*** Begin section ***

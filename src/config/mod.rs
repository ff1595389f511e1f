// This module re-exports important pieces for convenience,
// so we can "use crate::config::*" easily.
pub mod logging;
pub mod store;
pub mod types;

pub use logging::*;
pub use store::*;
pub use types::*;
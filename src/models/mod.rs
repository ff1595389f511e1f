pub mod book;
pub mod ingestion;
pub mod page;
pub mod reservation;
pub mod token;

pub use book::*;
pub use ingestion::*;
pub use page::*;
pub use reservation::*;
pub use token::*;
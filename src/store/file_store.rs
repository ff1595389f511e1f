use std::collections::BTreeMap;
use std::path::{Path, PathBuf};

use async_trait::async_trait;
use tokio::io::AsyncWriteExt;
use tokio::sync::Mutex;
use tracing::debug;

use super::{StoreError, TokenStore};

/// Tokens persisted as a flat JSON object, so a login survives restarts.
///
/// The file is re-read on every `get`; nothing is cached in memory. Writes go to a
/// sibling temp file which is then renamed over the original.
pub struct FileStore {
    path: PathBuf,
    write_lock: Mutex<()>,
}

impl FileStore {
    pub fn new(path: impl Into<PathBuf>) -> Self {
        Self {
            path: path.into(),
            write_lock: Mutex::new(()),
        }
    }

    /// `<user config dir>/bookshelf/tokens.json`, if the platform has a config dir.
    pub fn default_path() -> Option<PathBuf> {
        dirs::config_dir().map(|dir| dir.join("bookshelf").join("tokens.json"))
    }

    pub fn path(&self) -> &Path {
        &self.path
    }

    fn io_error(&self, source: std::io::Error) -> StoreError {
        StoreError::Io {
            path: self.path.display().to_string(),
            source,
        }
    }

    async fn read_all(&self) -> Result<BTreeMap<String, String>, StoreError> {
        let raw = match tokio::fs::read(&self.path).await {
            Ok(raw) => raw,
            Err(e) if e.kind() == std::io::ErrorKind::NotFound => return Ok(BTreeMap::new()),
            Err(e) => return Err(self.io_error(e)),
        };
        if raw.iter().all(u8::is_ascii_whitespace) {
            return Ok(BTreeMap::new());
        }
        serde_json::from_slice(&raw).map_err(|source| StoreError::Corrupt {
            path: self.path.display().to_string(),
            source,
        })
    }

    async fn write_all(&self, values: &BTreeMap<String, String>) -> Result<(), StoreError> {
        if let Some(parent) = self.path.parent() {
            if !parent.as_os_str().is_empty() {
                tokio::fs::create_dir_all(parent)
                    .await
                    .map_err(|e| self.io_error(e))?;
            }
        }

        let encoded = serde_json::to_vec_pretty(values).map_err(|source| StoreError::Corrupt {
            path: self.path.display().to_string(),
            source,
        })?;

        let mut tmp = self.path.clone().into_os_string();
        tmp.push(".tmp");
        let tmp = PathBuf::from(tmp);

        write_private(&tmp, &encoded)
            .await
            .map_err(|e| self.io_error(e))?;
        tokio::fs::rename(&tmp, &self.path)
            .await
            .map_err(|e| self.io_error(e))
    }
}

/// Write `contents` to `path`, readable by the owner only on unix.
async fn write_private(path: &Path, contents: &[u8]) -> std::io::Result<()> {
    let mut options = tokio::fs::OpenOptions::new();
    options.write(true).create(true).truncate(true);
    #[cfg(unix)]
    options.mode(0o600);

    let mut file = options.open(path).await?;
    // mode only applies on creation; a leftover temp file keeps its old bits
    #[cfg(unix)]
    {
        use std::os::unix::fs::PermissionsExt;
        file.set_permissions(std::fs::Permissions::from_mode(0o600))
            .await?;
    }
    file.write_all(contents).await?;
    file.sync_all().await
}

#[async_trait]
impl TokenStore for FileStore {
    async fn get(&self, key: &str) -> Result<Option<String>, StoreError> {
        Ok(self.read_all().await?.remove(key))
    }

    async fn set(&self, key: &str, value: &str) -> Result<(), StoreError> {
        let _guard = self.write_lock.lock().await;
        let mut values = self.read_all().await?;
        values.insert(key.to_string(), value.to_string());
        debug!(key, path = %self.path.display(), "Writing token store entry");
        self.write_all(&values).await
    }

    async fn remove(&self, key: &str) -> Result<(), StoreError> {
        let _guard = self.write_lock.lock().await;
        let mut values = self.read_all().await?;
        if values.remove(key).is_none() {
            return Ok(());
        }
        debug!(key, path = %self.path.display(), "Removing token store entry");
        self.write_all(&values).await
    }
}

*** End section ***

_Problem statement_:
For an answer, give a copy of every line in the listing that holds the word "options".

_Response to this task_:
    let mut options = tokio::fs::OpenOptions::new();
    options.write(true).create(true).truncate(true);
    options.mode(0o600);
    let mut file = options.open(path).await?;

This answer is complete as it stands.